LEILÃO- IMÓVEL- FINANCIAMENTO- IRRESPONSABILIDADE NA CONCESSÃO DE CRÉDITO- SUPERENDIVIDAMENTO DO MUTUÁRIO.

O Crédito se adequa a um mecanismo que facilita o acesso à felicidade vendida pela propaganda, se refere a modelo estandartizado, com criação da necessidade de acesso a múltiplos novos bens, atingindo homens e mulheres.

O ponto negativo do crédito é a intensidade da publicidade agressiva, necessidade pelo supérfluo ou por uma necessidade básica que é a moradia onde o assédio financeiro é implacável formando uma bolha de crédito e farta oferta de crédito que aliada à inexistência do hábito do planejamento econômico-financeiro e a falta de estímulos à poupança acabam por gerar o superendividamento da população.

O Sistema Financeiro da Habitação e o Sistema Financeiro Imobiliário se aproveitam muito do desejo da população em comprar a casa própria para convencê-los a assinar financiamentos agressivos que os levarão a perder a posse do imóvel em menos de cinco anos.

Em certo contrato da CEF é indicado o valor da dívida em R$ 351.128,66 e uma prestação no valor de R$ 3.947,12 que multiplicado por 324 meses importará R$ 1.278.866,84 sem correção monetária e juros.

 

 

Os Mutuários comprovaram uma renda de R$ 9.194,17 e a não comprovada no valor de R$ 15.788,36, então, como pôde a Ré conceder o crédito onde iria consumir quase 50% da renda declarada.

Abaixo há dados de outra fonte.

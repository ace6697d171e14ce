//! Coursecat – reads an academic course catalog into an immutable object graph.
//!
//! A catalog arrives as nested markup: courses containing sections, sections
//! containing meeting periods and notes, periods listing the days they meet.
//! Each level becomes a typed, read-only value:
//! * A [`course::Course`] is a catalog entry (department, number, name, credit
//!   range, grade type) owning its sections in document order.
//! * A [`section::Section`] is one registerable timeslot, identified by its
//!   CRN, with seat counters, periods and a set of notes.
//! * A [`period::Period`] is one recurring meeting block, possibly not yet
//!   announced (TBA).
//! * A [`cross_listing::CrossListing`] groups CRNs that share a seat pool.
//!
//! All fields are private and exposed through getters only, so values are
//! immutable once built. Identifiers that are usually numeric but sometimes
//! symbolic are kept as [`value::SafeInt`].
//!
//! ## Reading
//! Every entity implements [`tag::FromTag`], building itself (and, recursively,
//! its children) from any tree implementing [`tag::Tag`]. The schema is strict:
//! a child tag of an unknown kind fails with [`CatalogError::UnexpectedTag`]
//! carrying the offending tag's identity. The [`markup`] module provides a
//! reader for the XML style catalog documents.
//!
//! ## Quick Start
//! ```
//! use coursecat::catalog::Catalog;
//! use coursecat::course::Credits;
//! let catalog = Catalog::parse(r#"
//!   <courses>
//!     <course dept="CS" num="101" name="Intro" credmin="3" credmax="3" gradetype="Letter">
//!       <section crn="12345" num="1" students="30" seats="30">
//!         <period type="LEC" instructor="Smith" start="900" end="950" location="Rm1">
//!           <day>0</day><day>2</day><day>4</day>
//!         </period>
//!       </section>
//!     </course>
//!   </courses>"#).unwrap();
//! let course = &catalog.courses()[0];
//! assert_eq!(course.code(), "CS 101");
//! assert_eq!(course.credits(), Credits::Fixed(3));
//! assert!(course.sections()[0].is_filled());
//! ```

pub mod catalog;
pub mod course;
pub mod cross_listing;
pub mod error;
pub mod markup;
pub mod period;
pub mod section;
pub mod settings;
pub mod tag;
pub mod value;

pub use error::{CatalogError, Result};
use std::hint::black_box;

use criterion::{criterion_group, criterion_main, Criterion};

use coursecat::catalog::Catalog;
use coursecat::markup;
use coursecat::tag::FromTag;

fn synthetic_catalog(courses: usize) -> String {
    let mut document = String::from("<?xml version=\"1.0\"?>\n<courses timestamp=\"1\">\n");
    for c in 0..courses {
        document += &format!(
            "<course dept=\"CSCI\" num=\"{}\" name=\"Course {}\" credmin=\"1\" credmax=\"4\" gradetype=\"Letter\">\n",
            1000 + c,
            c
        );
        for s in 0..4 {
            document += &format!(
                "<section crn=\"{}\" num=\"{}\" students=\"20\" seats=\"30\">\
                 <period type=\"LEC\" instructor=\"Smith\" start=\"1000\" end=\"1150\" location=\"DCC 308\">\
                 <day>0</day><day>3</day></period>\
                 <period type=\"LAB\" instructor=\"Staff\" start=\"** TBA **\" end=\"** TBA **\" location=\"\"/>\
                 <note>PREREQ: CSCI 1100</note></section>\n",
                10000 + c * 10 + s,
                s + 1
            );
        }
        document += "</course>\n";
    }
    document += "</courses>\n";
    document
}

fn criterion_benchmark(c: &mut Criterion) {
    let document = synthetic_catalog(200);
    c.bench_function("read markup", |b| {
        b.iter(|| markup::parse(black_box(&document)).unwrap())
    });
    let root = markup::parse(&document).unwrap();
    c.bench_function("build catalog", |b| {
        b.iter(|| Catalog::from_tag(black_box(&root)).unwrap())
    });
}

criterion_group!(benches, criterion_benchmark);
criterion_main!(benches);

Isso na verdade é uma concessão de crédito maliciosa onde a Ré sabia que o mutuário não iria resistir muito.

A Instituição Financeira deveria solicitar esclarecimentos quanto à existência de outras dívidas, bem como quanto às despesas do consumidor e, conforme for o caso, o volume de comprometimento da renda do cliente e advertir dos riscos ou mesmo aconselhar a não realizar o negócio.

É importante lembrar que crédito diz respeito àquilo que a pessoa poderá pagar no futuro e não àquilo que pode pagar no momento, e esse cuidado deve ser suportado pelo fornecedor, cuja responsabilidade é oferecer um crédito produtivo (ou seja, um meio para melhoria da condição financeira do consumidor, que se dá pela utilização do crédito em uma atividade produtiva, que deve ser analisada pelo financiador) e que ao não o fazer assume o risco do negócio. A isso se pode chamar concessão responsável de crédito.

O Banco deve buscar o aperfeiçoamento da concessão de crédito como também o mecanismo de prevenção e tratamento extrajudicial e judicial do superendividamento e proteção do consumidor, com objetivo de garantir o mínimo existencial e a dignidade humana, onde crédito ser concedido de forma responsável prevenindo e tratando o superendividamento.

Com base no que foi explicado, se o contrato do mutuário superou a 30% de seus rendimentos justificados não se computando a renda não comprovada é viável que se propor uma AÇÃO REVISIONAL com base em crédito com concessão defeituosa que proporcionou o SUPERENDIVIDAMENTO.

Vamos pedir ao Judiciário que a prestação inicial não supere a mais de 30% dos rendimentos líquidos como uma penalização por ter concedido crédito sem o devido exame das condições financeiras do Mutuário e não uma pretensão a equivalência salarial.

Em relação a diferença entre a prestação reduzida e a prestação cobrada pelo Banco, pela tese da Camerj Rio, não será a mesma incorporada no saldo devedor, logo, o saldo residual será pequeno no final do contrato e poderá ser pago pelo mutuário.